When and how often to update a Will?
Whenever there are any major changes in your life, your will should be top of mind. These include a marriage, the birth of a child, divorce, purchasing new property or the death of a beneficiary or executor. Your Will must be adapted to fit your circumstances. For example, when your children no longer are minors, you may no longer require the provisions that you had in place for guardians and trusts to administer their inheritance. It is important to update your will after a change in marital status, particularly after a divorce. If you do not change your will to prevent an ex-spouse from inheriting after a divorce, an ex-spouse is still entitled to inherit if the other spouse dies within three months of the divorce being finalised.
Who will execute the estate?
Executing a will could be a long and difficult process. It involves dealing with the Masters office, SARS, banks, the insurance, creditors and much more. Thatcher says the administration of the estate will be done by the executor nominated in the Will. If no executor was nominated in the will, the Master will appoint an executor to administer the estate. In South Africa, there isn’t a formal “reading” process – once a person dies the Will becomes a public document.
The process after death
- The ID document of the deceased must be found. If your local GP certifies the death is by natural causes, a post mortem examination can be avoided. If unnatural causes are suspected, the police will undertake a full inquest. The undertakers will apply to Home Affairs for a death certificate, which is received 5 – 7 days after death.
- Executor will provide the family with a list of requirements (title deeds, credit cards, ID documents, and assets and liabilities).
- The executor will analyse the information received and apply to master of the high court for letters of executorship i.e. authority from the court to act.
- The executor will open an estate late bank account – everything must flow into a bank account relating to the deceased, and the executor is accountable to the last cent.

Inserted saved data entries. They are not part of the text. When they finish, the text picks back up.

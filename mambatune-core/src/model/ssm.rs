//! Selective state-space layer forward.
//!
//! Pre-norm, input projection split into the scan branch and the gate,
//! causal depthwise conv + SiLU, input-selective Δ/B/C projections, the
//! selective scan (delegated to the `ScanKernel` collaborator), SiLU gate,
//! output projection, residual.

use std::sync::atomic::{AtomicBool, Ordering};

use tracing::warn;

use crate::error::{Error, Result};
use crate::memory::MemoryCategory;
use crate::model::{lora_linear, ForwardCtx, ModelConfig, QuantizedLayer, RMS_NORM_EPS};
use crate::quant::dequantize;
use crate::tensor::{ops, Tensor};

static SCAN_FALLBACK_WARNED: AtomicBool = AtomicBool::new(false);

struct SsmWeights {
    in_proj: Tensor,
    conv1d: Tensor,
    x_proj: Tensor,
    dt_proj: Tensor,
    /// `-exp(a_log)`, the negative decay spectrum.
    a: Tensor,
    d_skip: Tensor,
    out_proj: Tensor,
}

impl SsmWeights {
    fn load(layer: &QuantizedLayer) -> Result<Self> {
        let dq = |name: &str| dequantize(layer.param(name)?, MemoryCategory::Temporary);
        let a_log = dq("a_log")?;
        let a_data: Vec<f32> = a_log.data()?.iter().map(|&v| -v.exp()).collect();
        let a = Tensor::from_vec(a_data, a_log.shape(), MemoryCategory::Temporary)?;
        Ok(Self {
            in_proj: dq("in_proj")?,
            conv1d: dq("conv1d")?,
            x_proj: dq("x_proj")?,
            dt_proj: dq("dt_proj")?,
            a,
            d_skip: dq("d_skip")?,
            out_proj: dq("out_proj")?,
        })
    }
}

/// Depthwise causal 1-d convolution along the sequence:
/// `out[b, t, c] = sum_k w[c, k] * x[b, t - K + 1 + k, c]`, zero-padded left.
fn causal_conv1d(x: &Tensor, w: &Tensor) -> Result<Tensor> {
    let (batch, seq_len, channels) = match *x.shape() {
        [b, l, c] => (b, l, c),
        ref s => return Err(Error::shape(format!("conv input must be 3-d, got {s:?}"))),
    };
    let kernel = w.shape()[1];
    if w.shape()[0] != channels {
        return Err(Error::shape(format!(
            "conv weight {:?} does not match {channels} channels",
            w.shape()
        )));
    }
    let xs = x.data()?;
    let ws = w.data()?;
    let mut out = vec![0.0f32; xs.len()];
    for b in 0..batch {
        let base = b * seq_len * channels;
        for t in 0..seq_len {
            for c in 0..channels {
                let mut acc = 0.0f32;
                for k in 0..kernel {
                    let src = t as isize - (kernel as isize - 1) + k as isize;
                    if src >= 0 {
                        acc += ws[c * kernel + k] * xs[base + src as usize * channels + c];
                    }
                }
                out[base + t * channels + c] = acc;
            }
        }
    }
    Tensor::from_vec(out, x.shape(), x.category())
}

/// Skip-only scan substitute: `y_t = d_c * x_t`. Shape-conformant but
/// carries no recurrent dynamics; used only when no scan kernel is present.
fn skip_only_scan(x: &Tensor, d_skip: &Tensor) -> Result<Tensor> {
    let channels = x.last_dim();
    let ds = d_skip.data()?;
    let out: Vec<f32> = x
        .data()?
        .iter()
        .enumerate()
        .map(|(i, &v)| ds[i % channels] * v)
        .collect();
    Tensor::from_vec(out, x.shape(), x.category())
}

pub(crate) fn forward(
    config: &ModelConfig,
    layer: &QuantizedLayer,
    index: usize,
    input: &Tensor,
    ctx: &mut ForwardCtx<'_>,
) -> Result<Tensor> {
    let (batch, seq_len, d) = match *input.shape() {
        [b, l, d] => (b, l, d),
        ref s => {
            return Err(Error::shape(format!(
                "state-space layer expects [B, L, D], got {s:?}"
            )))
        }
    };
    if d != config.d_model {
        return Err(Error::shape(format!(
            "layer {index}: hidden width {d} does not match d_model {}",
            config.d_model
        )));
    }
    let d_inner = config.d_inner();
    let d_state = config.ssm.d_state;
    let dt_rank = config.dt_rank();
    let tokens = batch * seq_len;
    let w = SsmWeights::load(layer)?;

    let x_norm = ops::rms_norm(input, RMS_NORM_EPS)?;
    let flat = x_norm.reshape(&[tokens, d])?;
    let proj = lora_linear(&format!("layer{index}.in-proj"), &flat, &w.in_proj, ctx)?;
    let split = ops::split_last_dim(&proj, &[d_inner, d_inner])?;
    let (x_branch, z) = (&split[0], &split[1]);

    let x_conv = causal_conv1d(&x_branch.reshape(&[batch, seq_len, d_inner])?, &w.conv1d)?;
    let x_act = ops::silu(&x_conv)?;

    let sel_in = x_act.reshape(&[tokens, d_inner])?;
    let sel = lora_linear(&format!("layer{index}.x-proj"), &sel_in, &w.x_proj, ctx)?;
    let sel = ops::split_last_dim(&sel, &[dt_rank, d_state, d_state])?;
    let delta = ops::softplus(&ops::matmul(&sel[0], &w.dt_proj)?)?;

    let y = match &ctx.kernels.scan {
        Some(scan) => scan.run(
            &x_act,
            &delta.reshape(&[batch, seq_len, d_inner])?,
            &w.a,
            &sel[1].reshape(&[batch, seq_len, d_state])?,
            &sel[2].reshape(&[batch, seq_len, d_state])?,
            &w.d_skip,
        )?,
        None => {
            if !SCAN_FALLBACK_WARNED.swap(true, Ordering::Relaxed) {
                warn!(
                    "{}",
                    Error::MissingKernel(
                        "no scan kernel available; substituting the skip-only CPU path"
                            .to_string()
                    )
                );
            }
            skip_only_scan(&x_act, &w.d_skip)?
        }
    };

    let gate = ops::silu(z)?;
    let gated = ops::mul(&y.reshape(&[tokens, d_inner])?, &gate)?;
    let out = lora_linear(&format!("layer{index}.out-proj"), &gated, &w.out_proj, ctx)?;
    ops::add(input, &out.reshape(&[batch, seq_len, d])?)
}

- The executor will publish a notice to creditors, to establish if the estate is solvent or insolvent. The executor will then collect information/proof on all the assets, and liabilities and see to the lodgement of personal, income, and capital gains tax. If the estate is valued at more than R3.5 million, then they will look at estate duty, i.e. death taxes. If there is estate duty or minor children, then sworn valuations on everything, by an independent sworn appraiser are necessary.
- The executor then draws up an account, which is advertised in the newspaper. If this is free of objections, transferring assets to heirs begins.
How long does it take after death for the estate to be resolved? Botha notes that this depends on the complexity of the estate. Any delays being experienced, the existence of any possible litigation matters, possible maintenance claims, possible existence of children out of wedlock etc. may cause a delay during the estate administration process. A simple estate can be administered between 6 and 12 months, however, each estate can only be assessed by considering all the merits concerning the estate before establishing a time frame.
Death is inevitable so it’s your responsibility to set aside a few hours to take care of this very important document. Most people will avoid this as they find it very intimidating and don’t really know where or how to start. There is no better time than the present to draw up your Will. “At least you will have peace of mind that should anything unforeseen occur, your property will be distributed in terms of your wishes” Hutchison concluded.